A nurse who was sacked from Auckland's North Shore Hospital has been accused of inappropriately obtaining Oxynorm painkiller capsules.

Oxynorm is a brand of oxycodone, a morphine-like drug. Some people abuse it and this can lead to addiction.

The nurse, Crystal Schlee, did not attend a hearing of two professional misconduct charges against her at the Health Practitioners Disciplinary Tribunal in Auckland today.

Matthew McClelland, QC, a lawyer acting for the Nursing Council professional conduct committee which laid the charges, said it is understood Schlee now lives in the United States. Even in her absence, the tribunal must consider if the charges were established.

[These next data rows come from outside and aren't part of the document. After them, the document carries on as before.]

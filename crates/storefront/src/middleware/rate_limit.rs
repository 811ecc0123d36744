//! Rate limiting middleware using governor and `tower_governor`.
//!
//! Two limiter profiles keyed by client IP:
//! - `checkout_rate_limiter`: strict limits for checkout completion and
//!   payment endpoints (~10/min)
//! - `api_rate_limiter`: relaxed limits for promo codes, contributions and
//!   other HTMX endpoints (~60/min)

use std::net::IpAddr;
use std::sync::Arc;

use axum::http::Request;
use governor::clock::QuantaInstant;
use governor::middleware::NoOpMiddleware;
use tower_governor::{GovernorError, GovernorLayer, governor::GovernorConfigBuilder};

// =============================================================================
// Proxy-aware IP Key Extractor
// =============================================================================

/// Key extractor that resolves the real client IP behind reverse proxies.
///
/// Checks `CF-Connecting-IP` first because the CDN sets it authoritatively,
/// then falls back to the standard proxy headers.
#[derive(Clone, Copy)]
pub struct ProxyIpKeyExtractor;

impl tower_governor::key_extractor::KeyExtractor for ProxyIpKeyExtractor {
    type Key = IpAddr;

    fn extract<T>(&self, req: &Request<T>) -> Result<Self::Key, GovernorError> {
        let headers = req.headers();

        // CDN-provided client IP
        if let Some(ip) = headers
            .get("cf-connecting-ip")
            .and_then(|v| v.to_str().ok())
            .and_then(|s| s.parse::<IpAddr>().ok())
        {
            return Ok(ip);
        }

        // X-Forwarded-For (first IP in the chain)
        if let Some(ip) = headers
            .get("x-forwarded-for")
            .and_then(|v| v.to_str().ok())
            .and_then(|s| s.split(',').next())
            .and_then(|s| s.trim().parse::<IpAddr>().ok())
        {
            return Ok(ip);
        }

        // X-Real-IP
        if let Some(ip) = headers
            .get("x-real-ip")
            .and_then(|v| v.to_str().ok())
            .and_then(|s| s.trim().parse::<IpAddr>().ok())
        {
            return Ok(ip);
        }

        // Fly-Client-IP (set by the edge proxy on Fly.io)
        if let Some(ip) = headers
            .get("fly-client-ip")
            .and_then(|v| v.to_str().ok())
            .and_then(|s| s.trim().parse::<IpAddr>().ok())
        {
            return Ok(ip);
        }

        Err(GovernorError::UnableToExtractKey)
    }
}

// =============================================================================
// Rate Limiter Configuration
// =============================================================================

/// Rate limiter layer type for Axum.
///
/// Uses `ProxyIpKeyExtractor` to get the real client IP behind the CDN and
/// edge proxy.
pub type RateLimiterLayer =
    GovernorLayer<ProxyIpKeyExtractor, NoOpMiddleware<QuantaInstant>, axum::body::Body>;

/// Create rate limiter for checkout completion: ~10 requests per minute per IP.
///
/// Configuration: 1 request every 6 seconds (replenish), burst of 5.
/// Each attempt creates a payment against the gateway, so retry loops from a
/// single client are kept slow.
///
/// # Panics
///
/// This function will not panic. The configuration uses only valid positive
/// integers (`per_second(6)` and `burst_size(5)`), which are always accepted
/// by `GovernorConfigBuilder`.
#[must_use]
pub fn checkout_rate_limiter() -> RateLimiterLayer {
    let config = GovernorConfigBuilder::default()
        .key_extractor(ProxyIpKeyExtractor)
        .per_second(6) // Replenish 1 token every 6 seconds (~10/minute)
        .burst_size(5) // Allow burst of 5 requests
        .finish()
        .expect("rate limiter config with per_second(6) and burst_size(5) is valid");
    GovernorLayer::new(Arc::new(config))
}

/// Create rate limiter for promo and contribution endpoints: ~60 requests per
/// minute per IP.
///
/// Configuration: 1 request per second (replenish), burst of 30.
/// Generous enough for HTMX-driven pages, tight enough to stop promo code
/// guessing.
///
/// # Panics
///
/// This function will not panic. The configuration uses only valid positive
/// integers (`per_second(1)` and `burst_size(30)`), which are always accepted
/// by `GovernorConfigBuilder`.
#[must_use]
pub fn api_rate_limiter() -> RateLimiterLayer {
    let config = GovernorConfigBuilder::default()
        .key_extractor(ProxyIpKeyExtractor)
        .per_second(1) // Replenish quickly
        .burst_size(30) // Allow burst of 30 requests
        .finish()
        .expect("rate limiter config with per_second(1) and burst_size(30) is valid");
    GovernorLayer::new(Arc::new(config))
}
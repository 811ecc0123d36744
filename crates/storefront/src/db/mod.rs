//! Database operations for storefront `PostgreSQL`.
//!
//! # Database: `koufeta_storefront`
//!
//! The commerce gateway is the source of truth for checkouts, orders and
//! registry funding. The only local table is:
//!
//! - `sessions` - tower-sessions storage, created at startup by
//!   `PostgresStore::migrate()`

use std::time::Duration;

use secrecy::ExposeSecret;
use sqlx::PgPool;
use sqlx::postgres::PgPoolOptions;

/// Create a `PostgreSQL` connection pool with sensible defaults.
///
/// # Arguments
///
/// * `database_url` - `PostgreSQL` connection string (wrapped in `SecretString`)
///
/// # Errors
///
/// Returns `sqlx::Error` if the connection cannot be established.
pub async fn create_pool(database_url: &secrecy::SecretString) -> Result<PgPool, sqlx::Error> {
    PgPoolOptions::new()
        .max_connections(10)
        .min_connections(2)
        .acquire_timeout(Duration::from_secs(10))
        .connect(database_url.expose_secret())
        .await
}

He told the tribunal the hospital management had found Schlee was responsible for 20 per cent of Oxynorm removals from ward 11, a medical isolation ward, between May 1 and June 6, 2012. By October 2012, ward 11 was using 75 per cent more Oxynorm than the next-highest-using medical ward and Schlee's transactions accounted for 27 per cent of ward 11's use.

Her employment at the Waitemata District Health Board was terminated in October 2012.

The committee lists nine occasions on which it alleges Schlee inappropriately obtained Oxynorm, amounting to nine 5mg capsules and two 10mg capsules.

Drugs on ward 11 are mainly supplied from a Pyxis medicines dispensing machine on which patients' medication charts are loaded electronically by the hospital's pharmacy. Each user has a logon and the system uses fingerprint technology to reduce the possibility of using someone else's password to access the system.

The charges against Schlee include that she misappropriated Oxynorm from the machine and/or falsified entries in patient drug charts and/or used other nurses' login details to access the machine.

On one occasion, Schlee is said to have entered a patient's name on the Pyxis, removed two Oxynorm capsules when she knew, or should have, that the patient had received her dose 90 minutes earlier. She did not administer the drug, instead misappropriating it, and altered an existing entry on the patient's chart by changing the time she received her most recent dose to several hours earlier.

On another day, it is said, Schlee used a colleague's login and operated the Pyxis override function, which is for when a patient's chart hasn't yet been loaded, and must be followed by the user faxing details of the medication obtained. She obtained one capsule of Oxynorm in respect of a patient who wasn't her patient and who hadn't been prescribed the drug. Again, it is alleged, she misappropriated the drug, not having given it to the patient.

A nurse who gave evidence for the committee said a colleague had told him that "some of the other staff on ward 11 were suspicious that Crystal was misappropriating Oxynorm from the Pyxis machine".